Figure 3 exhibit the selected profiles on an image with parasites of the Leishmania genus processed with the anisotropic diffusion filter. The profiles are plotted according to horizontal lines of 3840 pixels separated every thirty (30) pixels in a vertical direction. A total of 128 profiles are plotted on each microscope image Figure 3(a). Figure 3(b) shows a particular region of the image (rescaled in size), in which it is verified that the profiles cut-off some parasites.
The analysis of the profiles through the criterion based on the median quadratic deviation generates the first set of candidate regions to contain parasites within the microscope sample images of patients with protozoa of the Leishmania genus. Figure 4 shows an image with all regions estimated by the profile analysis method.
Leishmania recognition
For each selected region is applied the analysis scheme of interest regions described in section 2.4, with the help of the profile analysis procedure based on the mean quadratic deviation. This scheme allows recognising the regions containing the parasites of the Leishmania genus. Figure 5 shows the parasites recognised by the computational approach and the parasites documented by an expert on a microscopy image.
Table 1 shows the results obtained on all 45 images of patients with parasites of the Leishmania genus processed.
Image | Quantity of parasites | Image | Quantity of parasites | Image | Quantity of parasites | |||
Labelled | Recognised | Labelled | Recognised | Labelled | Recognised | |||
1 | 3 | 3 | 16 | 2 | 1 | 31 | 3 | 2 |
2 | 2 | 1 | 17 | 2 | 1 | 32 | 6 | 5 |
3 | 1 | 1 | 18 | 2 | 2 | 33 | 3 | 2 |
4 | 1 | 1 | 19 | 1 | 1 | 34 | 1 | 1 |
5 | 1 | 1 | 20 | 1 | 0 | 35 | 6 | 6 |
6 | 1 | 1 | 21 | 1 | 1* | 36 | 2 | 1 |
7 | 1 | 1 | 22 | 2 | 2 | 37 | 1 | 1 |
8 | 1 | 1 | 23 | 1 | 1 | 38 | 2 | 2 |
9 | 6 | 4 | 24 | 1 | 1 | 39 | 2 | 1 |
10 | 1 | 1 | 25 | 1 | 1 | 40 | 6 | 6 |
11 | 2 | 1 | 26 | 1 | 1 | 41 | 5 | 4 |
12 | 2 | 1 | 27 | 3 | 3 | 42 | 5 | 3 |
13 | 2 | 1 | 28 | 1 | 1 | 43 | 1 | 1 |
14 | 2 | 1 | 29 | 2 | 2 | 44 | 2 | 2 |
15 | 2 | 1 | 30 | 4 | 3 | 45 | 1 | 1 |
Technical implementation and execution time
A desktop computer with an Intel (R) Core (TM) i7-6500 CPU (@ 2.50 GHz 2.59 GHz), 12 GB RAM, and Linux operating system 64 bits was used to run the computational approach.
The computational approach is encoded using C++ and VTK. As for VTK, the reading and writing classes files in JPG format was used, specifically VtkJPEGReader and vtkJPEGWriter whose input parameters correspond to the names of the images to read or write. Additionally, the VtkImageAnisotropicDiffusion2D class was used to implant the anisotropic diffusion filter, class that requires as input parameters the conductance or diffusion parameter (c), which was set to C=3, the number of iterations that it concerns the largest dimension space considered by the filter and was set at 250. It also receives as input parameter the threshold used as a diffusion stop criterion, which was set to 5. All other classes or functions that support the computational approach was coded using C++.
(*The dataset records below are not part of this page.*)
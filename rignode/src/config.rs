use std::{env, fs, net::SocketAddr, path::PathBuf, str::FromStr};

use serde::{Deserialize, Serialize};

use api::response::Position;

#[derive(Debug, Default, Clone, Deserialize, Serialize)]
pub struct Config {
    #[serde(default)]
    pub node: NodeConfig,
    #[serde(default)]
    pub http: Http,
    #[serde(default)]
    pub log: Log,
    #[serde(default)]
    pub storage: StorageConfig,
    #[serde(default)]
    pub sync: SyncConfig,
    #[serde(default)]
    pub driver: DriverConfig,
    #[serde(default)]
    pub offload: OffloadConfig,
    #[serde(default)]
    pub cluster: ClusterConfig,
    #[serde(default)]
    pub discovery: DiscoveryConfig,
}

#[derive(Debug, Clone, Deserialize, Serialize)]
pub struct NodeConfig {
    #[serde(default = "default_node_id")]
    pub id: String,
    #[serde(default)]
    pub position: Position,
    /// Endpoint peers use to reach this node.
    #[serde(default = "default_endpoint")]
    pub endpoint: String,
    #[serde(default = "default_shutdown_grace_secs")]
    pub shutdown_grace_secs: u64,
    #[serde(default = "default_software_version")]
    pub software_version: String,
}

#[derive(Debug, Clone, Deserialize, Serialize)]
pub struct Http {
    #[serde(default = "default_http_listen")]
    pub listen: SocketAddr,
    #[serde(default)]
    pub cors: bool,
}

#[derive(Debug, Clone, Serialize, Deserialize)]
pub struct Log {
    #[serde(default = "default_log_level")]
    pub level: String,
}

#[derive(Debug, Clone, Deserialize, Serialize)]
pub struct StorageConfig {
    #[serde(default = "default_recordings_root")]
    pub recordings_root: PathBuf,
    #[serde(default = "default_min_free_bytes")]
    pub min_free_bytes: u64,
    #[serde(default)]
    pub delete_after_confirm: bool,
}

#[derive(Debug, Clone, Deserialize, Serialize)]
pub struct SyncConfig {
    #[serde(default)]
    pub is_master: bool,
    /// Required on slaves; ignored on the master.
    #[serde(default)]
    pub master_endpoint: String,
    #[serde(default = "default_sync_tolerance_ms")]
    pub tolerance_ms: f64,
    #[serde(default = "default_sync_rtt_max_ms")]
    pub rtt_max_ms: f64,
    #[serde(default = "default_sync_stale_secs")]
    pub stale_secs: u64,
    #[serde(default = "default_sync_interval_secs")]
    pub interval_secs: u64,
}

#[derive(Debug, Clone, Deserialize, Serialize)]
pub struct DriverConfig {
    /// One of "simulated" or "fixture".
    #[serde(default = "default_driver_kind")]
    pub kind: String,
    #[serde(default = "default_container")]
    pub container: String,
    #[serde(default = "default_codec")]
    pub codec: String,
    #[serde(default = "default_width")]
    pub width: u32,
    #[serde(default = "default_height")]
    pub height: u32,
    #[serde(default = "default_fps")]
    pub fps: u32,
    #[serde(default = "default_bitrate_mbps")]
    pub bitrate_mbps: u32,
    #[serde(default = "default_frame_interval_ms")]
    pub frame_interval_ms: u64,
    #[serde(default = "default_stop_grace_secs")]
    pub stop_grace_secs: u64,
    #[serde(default = "default_test_duration_secs")]
    pub test_duration_secs: u64,
    /// Fixture driver only: report a write failure this long after start.
    #[serde(default, skip_serializing_if = "Option::is_none")]
    pub fail_after_ms: Option<u64>,
}

#[derive(Debug, Clone, Deserialize, Serialize)]
pub struct OffloadConfig {
    #[serde(default = "default_server_url")]
    pub server_url: String,
    #[serde(default = "default_auto_upload")]
    pub auto_upload: bool,
    #[serde(default = "default_chunk_size")]
    pub chunk_size: u64,
    #[serde(default = "default_max_attempts")]
    pub max_attempts: u32,
    #[serde(default = "default_retry_base_secs")]
    pub retry_base_secs: u64,
}

#[derive(Debug, Clone, Deserialize, Serialize)]
pub struct ClusterConfig {
    /// Static peer seeds (authoritative); should list every node in the rig,
    /// this one included.
    #[serde(default)]
    pub peers: Vec<PeerSeed>,
    #[serde(default = "default_min_participants")]
    pub min_participants: usize,
    #[serde(default = "default_arm_timeout_ms")]
    pub arm_timeout_ms: u64,
    #[serde(default = "default_start_timeout_ms")]
    pub start_timeout_ms: u64,
    #[serde(default = "default_stop_timeout_ms")]
    pub stop_timeout_ms: u64,
    #[serde(default = "default_status_timeout_ms")]
    pub status_timeout_ms: u64,
    #[serde(default = "default_probe_interval_ms")]
    pub probe_interval_ms: u64,
    #[serde(default = "default_peer_timeout_secs")]
    pub peer_timeout_secs: u64,
    #[serde(default = "default_temperature_max_c")]
    pub temperature_max_c: f32,
}

#[derive(Debug, Clone, Deserialize, Serialize, PartialEq, Eq)]
pub struct PeerSeed {
    pub node_id: String,
    pub endpoint: String,
}

#[derive(Debug, Clone, Deserialize, Serialize)]
pub struct DiscoveryConfig {
    #[serde(default)]
    pub enabled: bool,
    #[serde(default = "default_discovery_port")]
    pub port: u16,
    #[serde(default = "default_announce_interval_secs")]
    pub announce_interval_secs: u64,
}

impl Config {
    pub fn parse(path: Option<String>) -> Self {
        let result = fs::read_to_string(path.unwrap_or(String::from("rignode.toml")))
            .or(fs::read_to_string("/etc/rignode/rignode.toml"))
            .unwrap_or("".to_string());
        let cfg: Self = toml::from_str(result.as_str()).expect("config parse error");
        cfg
    }
}

impl Default for NodeConfig {
    fn default() -> Self {
        Self {
            id: default_node_id(),
            position: Position::default(),
            endpoint: default_endpoint(),
            shutdown_grace_secs: default_shutdown_grace_secs(),
            software_version: default_software_version(),
        }
    }
}

impl Default for Http {
    fn default() -> Self {
        Self {
            listen: default_http_listen(),
            cors: Default::default(),
        }
    }
}

impl Default for Log {
    fn default() -> Self {
        Self {
            level: default_log_level(),
        }
    }
}

impl Default for StorageConfig {
    fn default() -> Self {
        Self {
            recordings_root: default_recordings_root(),
            min_free_bytes: default_min_free_bytes(),
            delete_after_confirm: false,
        }
    }
}

impl Default for SyncConfig {
    fn default() -> Self {
        Self {
            is_master: false,
            master_endpoint: String::new(),
            tolerance_ms: default_sync_tolerance_ms(),
            rtt_max_ms: default_sync_rtt_max_ms(),
            stale_secs: default_sync_stale_secs(),
            interval_secs: default_sync_interval_secs(),
        }
    }
}

impl Default for DriverConfig {
    fn default() -> Self {
        Self {
            kind: default_driver_kind(),
            container: default_container(),
            codec: default_codec(),
            width: default_width(),
            height: default_height(),
            fps: default_fps(),
            bitrate_mbps: default_bitrate_mbps(),
            frame_interval_ms: default_frame_interval_ms(),
            stop_grace_secs: default_stop_grace_secs(),
            test_duration_secs: default_test_duration_secs(),
            fail_after_ms: None,
        }
    }
}

impl Default for OffloadConfig {
    fn default() -> Self {
        Self {
            server_url: default_server_url(),
            auto_upload: default_auto_upload(),
            chunk_size: default_chunk_size(),
            max_attempts: default_max_attempts(),
            retry_base_secs: default_retry_base_secs(),
        }
    }
}

impl Default for ClusterConfig {
    fn default() -> Self {
        Self {
            peers: vec![],
            min_participants: default_min_participants(),
            arm_timeout_ms: default_arm_timeout_ms(),
            start_timeout_ms: default_start_timeout_ms(),
            stop_timeout_ms: default_stop_timeout_ms(),
            status_timeout_ms: default_status_timeout_ms(),
            probe_interval_ms: default_probe_interval_ms(),
            peer_timeout_secs: default_peer_timeout_secs(),
            temperature_max_c: default_temperature_max_c(),
        }
    }
}

impl Default for DiscoveryConfig {
    fn default() -> Self {
        Self {
            enabled: false,
            port: default_discovery_port(),
            announce_interval_secs: default_announce_interval_secs(),
        }
    }
}

fn default_node_id() -> String {
    env::var("NODE_ID").unwrap_or(String::from("CAM_C"))
}

fn default_endpoint() -> String {
    format!("http://127.0.0.1:{}", env::var("PORT").unwrap_or(String::from("7700")))
}

fn default_http_listen() -> SocketAddr {
    SocketAddr::from_str(&format!(
        "0.0.0.0:{}",
        env::var("PORT").unwrap_or(String::from("7700"))
    ))
    .expect("invalid listen address")
}

fn default_log_level() -> String {
    env::var("LOG_LEVEL").unwrap_or_else(|_| {
        if cfg!(debug_assertions) {
            "debug".to_string()
        } else {
            "info".to_string()
        }
    })
}

fn default_shutdown_grace_secs() -> u64 {
    30
}

fn default_software_version() -> String {
    env!("CARGO_PKG_VERSION").to_string()
}

fn default_recordings_root() -> PathBuf {
    PathBuf::from("./recordings")
}

fn default_min_free_bytes() -> u64 {
    10 * 1024 * 1024 * 1024
}

fn default_sync_tolerance_ms() -> f64 {
    5.0
}

fn default_sync_rtt_max_ms() -> f64 {
    50.0
}

fn default_sync_stale_secs() -> u64 {
    60
}

fn default_sync_interval_secs() -> u64 {
    10
}

fn default_driver_kind() -> String {
    "simulated".to_string()
}

fn default_container() -> String {
    "mp4".to_string()
}

fn default_codec() -> String {
    "h264".to_string()
}

fn default_width() -> u32 {
    3840
}

fn default_height() -> u32 {
    2160
}

fn default_fps() -> u32 {
    30
}

fn default_bitrate_mbps() -> u32 {
    30
}

fn default_frame_interval_ms() -> u64 {
    100
}

fn default_stop_grace_secs() -> u64 {
    10
}

fn default_test_duration_secs() -> u64 {
    10
}

fn default_server_url() -> String {
    "http://127.0.0.1:7800".to_string()
}

fn default_auto_upload() -> bool {
    true
}

fn default_chunk_size() -> u64 {
    64 * 1024 * 1024
}

fn default_max_attempts() -> u32 {
    5
}

fn default_retry_base_secs() -> u64 {
    5
}

fn default_min_participants() -> usize {
    2
}

fn default_arm_timeout_ms() -> u64 {
    3000
}

fn default_start_timeout_ms() -> u64 {
    3000
}

fn default_stop_timeout_ms() -> u64 {
    20000
}

fn default_status_timeout_ms() -> u64 {
    1000
}

fn default_probe_interval_ms() -> u64 {
    2000
}

fn default_peer_timeout_secs() -> u64 {
    5
}

fn default_temperature_max_c() -> f32 {
    75.0
}

fn default_discovery_port() -> u16 {
    7701
}

fn default_announce_interval_secs() -> u64 {
    5
}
The application of the pre-processed filters requires 26.5 s of runtime. The execution time of the selection procedures and analysis of the profiles is of approximately 0.37 s; while the final recognition of the protozoa requires 0.24 s of runtime. The total execution time of the computational approach proposed by each image of patients with visceral Leishmaniasis is 27.11 s.
DISCUSSION
Intracellular protozoan parasites are responsible for worldwide infectious diseases with a high impact in public health for developing countries. Among them, Leishmania parasites are causative agents of Leishmaniasis, a worldwide endemic disease with a variety of parasite species, reservoirs and vectors involved in their transmission with diverse clinical manifestations ranging from self-healing skin ulcers to life-threatening visceral disease with a fatal outcome in 7% of the infected patients. In this regard, Leishmania genus comprises about 22 pathogenic species to humans. In the Americas, human infection occurs by 15 species, which are grouped in the Leishmania and Viannia subgenera. In our region, the three most important species of Leishmania subgenus are L. mexicana, L. amazonensis and L. venezuelensis. These species are morphologically indistinguishable but can be differentiated by analysis of isoenzymes, molecular methods or monoclonal antibodies.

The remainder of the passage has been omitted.